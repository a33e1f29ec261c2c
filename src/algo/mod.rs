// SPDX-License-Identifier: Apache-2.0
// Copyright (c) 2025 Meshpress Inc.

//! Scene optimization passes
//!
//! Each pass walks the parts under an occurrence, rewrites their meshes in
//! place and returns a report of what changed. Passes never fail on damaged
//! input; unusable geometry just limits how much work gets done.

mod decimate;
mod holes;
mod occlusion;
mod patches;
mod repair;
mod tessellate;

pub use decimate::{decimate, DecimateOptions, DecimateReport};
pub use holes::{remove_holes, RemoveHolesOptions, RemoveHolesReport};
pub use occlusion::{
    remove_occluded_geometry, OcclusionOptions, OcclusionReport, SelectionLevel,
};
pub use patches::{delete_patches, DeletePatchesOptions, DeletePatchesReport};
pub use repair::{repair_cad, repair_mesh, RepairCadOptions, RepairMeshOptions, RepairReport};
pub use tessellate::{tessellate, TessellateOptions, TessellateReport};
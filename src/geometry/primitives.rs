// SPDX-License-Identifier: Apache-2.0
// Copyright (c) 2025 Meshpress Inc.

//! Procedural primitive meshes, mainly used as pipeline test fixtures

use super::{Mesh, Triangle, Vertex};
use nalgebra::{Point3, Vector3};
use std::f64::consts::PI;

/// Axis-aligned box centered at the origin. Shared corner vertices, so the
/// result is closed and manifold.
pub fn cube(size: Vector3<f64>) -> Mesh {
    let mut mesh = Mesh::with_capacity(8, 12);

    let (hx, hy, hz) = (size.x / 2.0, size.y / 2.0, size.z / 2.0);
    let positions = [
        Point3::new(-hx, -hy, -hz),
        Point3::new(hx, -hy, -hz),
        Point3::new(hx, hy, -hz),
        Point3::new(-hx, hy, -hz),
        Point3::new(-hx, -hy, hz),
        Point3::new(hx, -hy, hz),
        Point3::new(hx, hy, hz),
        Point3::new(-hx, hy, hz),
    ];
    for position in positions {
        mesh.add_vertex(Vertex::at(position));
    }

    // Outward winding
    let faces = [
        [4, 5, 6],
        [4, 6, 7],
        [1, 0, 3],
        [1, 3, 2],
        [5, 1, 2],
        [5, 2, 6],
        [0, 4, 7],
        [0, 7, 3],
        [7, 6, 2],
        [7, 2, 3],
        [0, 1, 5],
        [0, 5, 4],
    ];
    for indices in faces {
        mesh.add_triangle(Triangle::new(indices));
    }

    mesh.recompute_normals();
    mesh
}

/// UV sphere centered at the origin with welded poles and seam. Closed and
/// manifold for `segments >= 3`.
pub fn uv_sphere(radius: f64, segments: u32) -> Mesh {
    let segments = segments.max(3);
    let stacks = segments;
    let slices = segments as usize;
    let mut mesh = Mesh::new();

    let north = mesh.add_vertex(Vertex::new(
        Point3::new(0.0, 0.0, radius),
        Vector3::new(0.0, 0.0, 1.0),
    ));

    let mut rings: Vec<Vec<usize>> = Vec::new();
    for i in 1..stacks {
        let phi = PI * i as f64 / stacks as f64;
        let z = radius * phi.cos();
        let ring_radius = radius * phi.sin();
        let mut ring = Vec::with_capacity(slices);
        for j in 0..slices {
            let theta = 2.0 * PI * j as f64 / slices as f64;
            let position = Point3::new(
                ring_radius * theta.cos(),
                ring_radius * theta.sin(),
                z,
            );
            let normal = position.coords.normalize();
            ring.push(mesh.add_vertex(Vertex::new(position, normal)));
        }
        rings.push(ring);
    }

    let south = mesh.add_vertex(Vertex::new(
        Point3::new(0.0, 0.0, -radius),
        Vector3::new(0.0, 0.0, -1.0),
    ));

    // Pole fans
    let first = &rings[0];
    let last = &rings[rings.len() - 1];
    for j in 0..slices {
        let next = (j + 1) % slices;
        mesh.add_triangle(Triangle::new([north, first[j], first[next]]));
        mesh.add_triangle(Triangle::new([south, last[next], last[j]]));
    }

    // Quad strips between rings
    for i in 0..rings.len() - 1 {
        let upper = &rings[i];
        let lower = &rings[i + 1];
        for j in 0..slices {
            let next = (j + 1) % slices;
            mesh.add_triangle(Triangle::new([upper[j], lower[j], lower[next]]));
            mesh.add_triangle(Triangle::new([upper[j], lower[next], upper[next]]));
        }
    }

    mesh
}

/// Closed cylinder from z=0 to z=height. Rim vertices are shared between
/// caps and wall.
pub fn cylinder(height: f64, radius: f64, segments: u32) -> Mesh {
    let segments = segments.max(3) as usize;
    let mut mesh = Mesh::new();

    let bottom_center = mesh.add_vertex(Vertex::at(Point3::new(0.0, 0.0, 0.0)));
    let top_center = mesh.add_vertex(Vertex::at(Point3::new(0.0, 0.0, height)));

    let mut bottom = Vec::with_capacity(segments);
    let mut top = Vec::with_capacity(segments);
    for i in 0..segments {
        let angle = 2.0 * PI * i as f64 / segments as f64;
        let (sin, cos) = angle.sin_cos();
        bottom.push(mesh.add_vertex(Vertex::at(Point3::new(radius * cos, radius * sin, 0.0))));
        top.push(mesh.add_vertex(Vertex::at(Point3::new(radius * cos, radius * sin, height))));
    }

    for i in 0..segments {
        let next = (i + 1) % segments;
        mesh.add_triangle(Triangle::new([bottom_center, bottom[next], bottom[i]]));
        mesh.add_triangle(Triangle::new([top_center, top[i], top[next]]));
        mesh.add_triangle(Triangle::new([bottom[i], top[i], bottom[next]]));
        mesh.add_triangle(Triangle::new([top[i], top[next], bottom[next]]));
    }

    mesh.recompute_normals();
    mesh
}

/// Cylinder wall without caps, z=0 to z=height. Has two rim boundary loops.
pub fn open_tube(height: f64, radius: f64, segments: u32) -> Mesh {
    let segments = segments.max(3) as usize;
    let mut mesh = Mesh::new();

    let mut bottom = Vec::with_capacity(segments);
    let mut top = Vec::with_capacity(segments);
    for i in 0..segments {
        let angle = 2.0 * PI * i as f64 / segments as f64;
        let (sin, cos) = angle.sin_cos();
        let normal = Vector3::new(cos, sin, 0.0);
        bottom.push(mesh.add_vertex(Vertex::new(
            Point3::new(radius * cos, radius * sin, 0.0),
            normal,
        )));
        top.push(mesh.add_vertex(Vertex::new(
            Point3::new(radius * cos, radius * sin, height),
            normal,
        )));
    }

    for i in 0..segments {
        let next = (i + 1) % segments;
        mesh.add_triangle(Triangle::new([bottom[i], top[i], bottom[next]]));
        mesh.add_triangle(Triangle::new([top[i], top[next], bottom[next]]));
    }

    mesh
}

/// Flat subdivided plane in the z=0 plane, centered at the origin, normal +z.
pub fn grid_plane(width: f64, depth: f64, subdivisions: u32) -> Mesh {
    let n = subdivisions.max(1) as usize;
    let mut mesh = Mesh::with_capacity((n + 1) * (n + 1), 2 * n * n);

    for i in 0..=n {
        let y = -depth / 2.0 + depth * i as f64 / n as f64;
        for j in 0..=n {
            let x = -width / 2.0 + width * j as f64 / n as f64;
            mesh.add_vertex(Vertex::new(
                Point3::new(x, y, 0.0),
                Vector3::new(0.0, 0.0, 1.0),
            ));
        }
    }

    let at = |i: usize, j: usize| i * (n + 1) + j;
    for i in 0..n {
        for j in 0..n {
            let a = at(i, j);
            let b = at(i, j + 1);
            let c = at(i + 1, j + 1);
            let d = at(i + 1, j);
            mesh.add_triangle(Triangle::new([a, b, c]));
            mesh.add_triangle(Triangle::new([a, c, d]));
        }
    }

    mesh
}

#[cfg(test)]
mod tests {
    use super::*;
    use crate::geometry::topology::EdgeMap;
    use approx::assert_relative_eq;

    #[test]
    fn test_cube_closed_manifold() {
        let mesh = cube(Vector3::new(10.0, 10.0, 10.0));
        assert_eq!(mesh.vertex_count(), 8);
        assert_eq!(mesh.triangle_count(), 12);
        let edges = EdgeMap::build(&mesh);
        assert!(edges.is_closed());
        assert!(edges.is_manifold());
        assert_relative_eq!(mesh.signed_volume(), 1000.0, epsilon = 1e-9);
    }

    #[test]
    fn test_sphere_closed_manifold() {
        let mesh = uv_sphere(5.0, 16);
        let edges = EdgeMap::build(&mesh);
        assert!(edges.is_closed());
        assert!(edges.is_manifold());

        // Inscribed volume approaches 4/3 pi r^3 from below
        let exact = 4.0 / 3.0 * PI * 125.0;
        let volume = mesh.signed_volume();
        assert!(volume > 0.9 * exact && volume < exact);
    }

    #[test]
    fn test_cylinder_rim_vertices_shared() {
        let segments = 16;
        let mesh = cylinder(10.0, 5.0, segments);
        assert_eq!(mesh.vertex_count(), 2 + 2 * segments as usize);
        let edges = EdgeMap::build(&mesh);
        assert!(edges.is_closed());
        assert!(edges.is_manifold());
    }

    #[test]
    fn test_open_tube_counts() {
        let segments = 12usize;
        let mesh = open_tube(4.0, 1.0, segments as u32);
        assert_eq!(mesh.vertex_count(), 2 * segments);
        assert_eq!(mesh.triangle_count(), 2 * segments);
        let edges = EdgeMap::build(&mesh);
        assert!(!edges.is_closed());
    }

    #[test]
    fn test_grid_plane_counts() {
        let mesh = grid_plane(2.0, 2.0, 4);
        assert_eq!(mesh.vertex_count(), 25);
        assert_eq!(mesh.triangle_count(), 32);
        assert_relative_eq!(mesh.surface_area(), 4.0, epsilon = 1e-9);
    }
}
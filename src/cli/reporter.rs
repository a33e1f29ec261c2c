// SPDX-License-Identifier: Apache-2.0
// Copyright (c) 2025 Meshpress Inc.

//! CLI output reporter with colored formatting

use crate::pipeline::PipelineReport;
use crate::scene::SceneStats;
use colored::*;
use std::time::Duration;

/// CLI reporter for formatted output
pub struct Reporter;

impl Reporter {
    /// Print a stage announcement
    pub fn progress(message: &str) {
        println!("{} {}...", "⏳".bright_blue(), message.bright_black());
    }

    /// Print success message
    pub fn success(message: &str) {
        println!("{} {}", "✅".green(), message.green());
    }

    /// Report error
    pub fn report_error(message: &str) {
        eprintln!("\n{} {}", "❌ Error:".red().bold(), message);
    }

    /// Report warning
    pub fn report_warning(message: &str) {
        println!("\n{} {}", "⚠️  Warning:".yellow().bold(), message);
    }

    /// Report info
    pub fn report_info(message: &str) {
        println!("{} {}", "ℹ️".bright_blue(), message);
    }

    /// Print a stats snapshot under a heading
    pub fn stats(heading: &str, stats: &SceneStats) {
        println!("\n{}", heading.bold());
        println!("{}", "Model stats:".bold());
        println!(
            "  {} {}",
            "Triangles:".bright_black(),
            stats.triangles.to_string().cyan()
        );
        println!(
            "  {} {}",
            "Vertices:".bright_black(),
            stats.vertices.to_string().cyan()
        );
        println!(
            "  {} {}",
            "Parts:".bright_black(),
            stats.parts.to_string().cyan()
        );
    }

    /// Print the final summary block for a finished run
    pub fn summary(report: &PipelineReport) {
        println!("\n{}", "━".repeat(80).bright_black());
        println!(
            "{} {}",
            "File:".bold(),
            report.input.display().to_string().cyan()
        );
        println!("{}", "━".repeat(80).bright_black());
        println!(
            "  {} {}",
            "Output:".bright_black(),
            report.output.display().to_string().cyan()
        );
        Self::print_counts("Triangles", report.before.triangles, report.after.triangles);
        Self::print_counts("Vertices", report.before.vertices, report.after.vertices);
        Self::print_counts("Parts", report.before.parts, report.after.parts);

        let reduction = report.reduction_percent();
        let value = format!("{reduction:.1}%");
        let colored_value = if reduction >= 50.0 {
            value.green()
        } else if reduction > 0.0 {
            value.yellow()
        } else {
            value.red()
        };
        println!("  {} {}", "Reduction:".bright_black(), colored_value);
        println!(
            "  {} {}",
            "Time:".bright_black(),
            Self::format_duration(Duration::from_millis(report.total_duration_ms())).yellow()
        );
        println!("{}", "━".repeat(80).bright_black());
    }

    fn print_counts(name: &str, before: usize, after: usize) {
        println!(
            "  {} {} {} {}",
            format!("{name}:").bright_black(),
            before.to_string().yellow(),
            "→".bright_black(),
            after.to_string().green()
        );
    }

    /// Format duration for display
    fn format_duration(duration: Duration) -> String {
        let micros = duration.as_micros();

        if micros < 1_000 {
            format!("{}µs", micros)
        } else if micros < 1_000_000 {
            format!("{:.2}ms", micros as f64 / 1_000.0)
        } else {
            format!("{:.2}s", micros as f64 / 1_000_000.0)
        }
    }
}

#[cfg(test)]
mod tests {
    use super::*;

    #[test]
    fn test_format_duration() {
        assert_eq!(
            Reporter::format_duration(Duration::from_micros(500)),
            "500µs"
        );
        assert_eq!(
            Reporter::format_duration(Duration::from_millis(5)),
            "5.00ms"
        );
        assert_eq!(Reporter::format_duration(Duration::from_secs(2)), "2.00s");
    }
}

========================================================================

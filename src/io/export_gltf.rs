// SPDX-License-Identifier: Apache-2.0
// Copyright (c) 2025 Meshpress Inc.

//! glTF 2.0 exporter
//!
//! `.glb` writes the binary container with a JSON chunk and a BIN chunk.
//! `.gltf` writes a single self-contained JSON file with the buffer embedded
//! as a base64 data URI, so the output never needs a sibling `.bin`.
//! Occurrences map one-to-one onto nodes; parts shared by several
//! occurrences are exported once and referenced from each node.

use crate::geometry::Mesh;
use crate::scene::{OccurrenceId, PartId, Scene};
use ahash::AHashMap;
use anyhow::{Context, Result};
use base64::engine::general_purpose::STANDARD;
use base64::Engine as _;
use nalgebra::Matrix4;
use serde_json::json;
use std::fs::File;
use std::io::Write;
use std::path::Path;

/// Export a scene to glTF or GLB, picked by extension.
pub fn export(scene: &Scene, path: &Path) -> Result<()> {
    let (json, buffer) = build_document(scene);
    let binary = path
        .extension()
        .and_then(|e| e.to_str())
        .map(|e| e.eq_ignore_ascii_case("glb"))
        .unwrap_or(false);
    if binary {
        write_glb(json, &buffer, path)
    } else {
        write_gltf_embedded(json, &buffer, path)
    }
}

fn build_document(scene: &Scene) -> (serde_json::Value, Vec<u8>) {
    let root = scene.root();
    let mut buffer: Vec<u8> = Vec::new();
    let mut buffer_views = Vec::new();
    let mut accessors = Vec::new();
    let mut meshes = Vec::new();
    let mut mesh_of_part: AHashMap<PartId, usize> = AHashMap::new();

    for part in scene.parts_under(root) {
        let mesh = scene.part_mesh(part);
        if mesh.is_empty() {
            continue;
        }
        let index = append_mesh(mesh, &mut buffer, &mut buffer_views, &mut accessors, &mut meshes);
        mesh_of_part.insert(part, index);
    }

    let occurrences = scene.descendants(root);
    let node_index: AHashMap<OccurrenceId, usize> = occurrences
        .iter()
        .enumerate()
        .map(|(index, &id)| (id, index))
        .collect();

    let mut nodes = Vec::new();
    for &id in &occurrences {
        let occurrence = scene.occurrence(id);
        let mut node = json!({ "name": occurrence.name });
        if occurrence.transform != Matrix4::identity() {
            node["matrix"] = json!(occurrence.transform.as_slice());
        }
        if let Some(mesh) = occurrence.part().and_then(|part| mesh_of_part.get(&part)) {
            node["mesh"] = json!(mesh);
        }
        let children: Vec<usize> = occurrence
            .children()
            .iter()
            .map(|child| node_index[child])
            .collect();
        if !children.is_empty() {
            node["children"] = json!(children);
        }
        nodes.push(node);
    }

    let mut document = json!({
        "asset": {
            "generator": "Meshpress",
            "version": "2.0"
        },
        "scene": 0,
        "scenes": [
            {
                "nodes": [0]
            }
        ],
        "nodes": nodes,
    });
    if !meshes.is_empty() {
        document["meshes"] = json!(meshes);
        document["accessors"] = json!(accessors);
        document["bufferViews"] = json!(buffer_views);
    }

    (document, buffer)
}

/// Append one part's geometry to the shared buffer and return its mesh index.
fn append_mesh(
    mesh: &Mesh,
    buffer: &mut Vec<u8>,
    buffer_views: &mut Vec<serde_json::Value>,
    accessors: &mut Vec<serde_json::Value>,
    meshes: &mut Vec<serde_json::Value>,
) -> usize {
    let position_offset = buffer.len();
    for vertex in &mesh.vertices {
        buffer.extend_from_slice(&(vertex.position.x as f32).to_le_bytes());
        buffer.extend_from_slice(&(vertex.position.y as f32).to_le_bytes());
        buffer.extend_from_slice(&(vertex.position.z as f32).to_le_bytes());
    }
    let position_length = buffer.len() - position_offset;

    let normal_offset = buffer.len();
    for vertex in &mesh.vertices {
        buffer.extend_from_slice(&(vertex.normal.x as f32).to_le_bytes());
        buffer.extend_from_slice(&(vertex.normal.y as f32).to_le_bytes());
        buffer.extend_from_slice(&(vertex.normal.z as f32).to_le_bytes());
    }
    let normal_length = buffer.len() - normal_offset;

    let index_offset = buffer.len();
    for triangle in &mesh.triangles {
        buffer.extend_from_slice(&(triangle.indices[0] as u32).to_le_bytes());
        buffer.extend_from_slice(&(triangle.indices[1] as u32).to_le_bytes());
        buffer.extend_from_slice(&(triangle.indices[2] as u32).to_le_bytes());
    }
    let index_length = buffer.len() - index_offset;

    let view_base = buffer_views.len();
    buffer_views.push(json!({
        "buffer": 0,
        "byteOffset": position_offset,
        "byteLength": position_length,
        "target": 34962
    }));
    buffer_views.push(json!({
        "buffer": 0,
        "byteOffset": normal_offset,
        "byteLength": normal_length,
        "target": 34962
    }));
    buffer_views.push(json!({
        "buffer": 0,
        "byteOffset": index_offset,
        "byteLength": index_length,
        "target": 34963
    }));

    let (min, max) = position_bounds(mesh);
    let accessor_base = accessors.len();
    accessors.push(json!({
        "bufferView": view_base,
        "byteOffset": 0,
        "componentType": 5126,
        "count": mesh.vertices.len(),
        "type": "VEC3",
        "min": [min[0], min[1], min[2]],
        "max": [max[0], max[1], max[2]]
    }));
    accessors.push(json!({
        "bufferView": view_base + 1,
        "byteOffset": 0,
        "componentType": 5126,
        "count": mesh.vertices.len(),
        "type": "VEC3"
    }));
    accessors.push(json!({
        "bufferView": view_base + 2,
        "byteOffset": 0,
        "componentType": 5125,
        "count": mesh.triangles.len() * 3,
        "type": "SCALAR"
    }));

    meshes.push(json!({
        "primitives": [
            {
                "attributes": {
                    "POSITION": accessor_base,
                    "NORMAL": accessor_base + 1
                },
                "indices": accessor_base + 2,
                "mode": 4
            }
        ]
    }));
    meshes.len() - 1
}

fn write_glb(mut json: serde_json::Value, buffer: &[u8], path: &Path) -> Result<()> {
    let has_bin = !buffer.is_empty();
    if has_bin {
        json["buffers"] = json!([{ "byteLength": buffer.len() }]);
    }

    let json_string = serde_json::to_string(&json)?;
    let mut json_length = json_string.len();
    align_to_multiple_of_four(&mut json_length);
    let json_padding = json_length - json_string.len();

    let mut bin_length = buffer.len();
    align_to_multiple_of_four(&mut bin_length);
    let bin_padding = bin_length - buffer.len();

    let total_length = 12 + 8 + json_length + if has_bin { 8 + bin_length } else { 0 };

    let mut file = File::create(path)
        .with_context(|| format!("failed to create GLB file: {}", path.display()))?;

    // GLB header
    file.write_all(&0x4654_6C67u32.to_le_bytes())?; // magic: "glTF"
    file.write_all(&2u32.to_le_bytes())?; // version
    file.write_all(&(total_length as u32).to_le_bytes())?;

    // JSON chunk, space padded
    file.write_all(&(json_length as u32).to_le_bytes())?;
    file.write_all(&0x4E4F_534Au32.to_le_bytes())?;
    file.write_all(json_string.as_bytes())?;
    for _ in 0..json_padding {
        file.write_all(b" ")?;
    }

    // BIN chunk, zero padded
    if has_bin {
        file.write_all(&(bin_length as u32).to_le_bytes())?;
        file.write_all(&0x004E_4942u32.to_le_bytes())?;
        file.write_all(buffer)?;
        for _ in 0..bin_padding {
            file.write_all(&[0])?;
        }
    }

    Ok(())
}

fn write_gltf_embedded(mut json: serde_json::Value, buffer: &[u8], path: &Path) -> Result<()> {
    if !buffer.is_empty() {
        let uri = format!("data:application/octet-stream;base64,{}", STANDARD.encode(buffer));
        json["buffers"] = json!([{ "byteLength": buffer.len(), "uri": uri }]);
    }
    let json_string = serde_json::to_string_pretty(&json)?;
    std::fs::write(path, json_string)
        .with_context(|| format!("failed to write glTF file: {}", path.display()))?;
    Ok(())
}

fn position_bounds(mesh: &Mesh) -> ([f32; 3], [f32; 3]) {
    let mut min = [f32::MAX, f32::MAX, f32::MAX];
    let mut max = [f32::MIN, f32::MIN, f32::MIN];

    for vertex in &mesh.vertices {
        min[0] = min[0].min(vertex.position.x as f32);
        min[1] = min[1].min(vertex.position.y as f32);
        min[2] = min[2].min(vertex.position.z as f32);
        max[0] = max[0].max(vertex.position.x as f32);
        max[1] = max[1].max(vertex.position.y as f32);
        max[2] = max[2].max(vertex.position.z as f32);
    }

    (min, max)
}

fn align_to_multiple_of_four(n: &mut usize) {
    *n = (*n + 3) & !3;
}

========================================================================

# Work to complete:
Return each line among the entries that holds the word "root".

# Task output:
    let root = scene.root();
    for part in scene.parts_under(root) {
    let occurrences = scene.descendants(root);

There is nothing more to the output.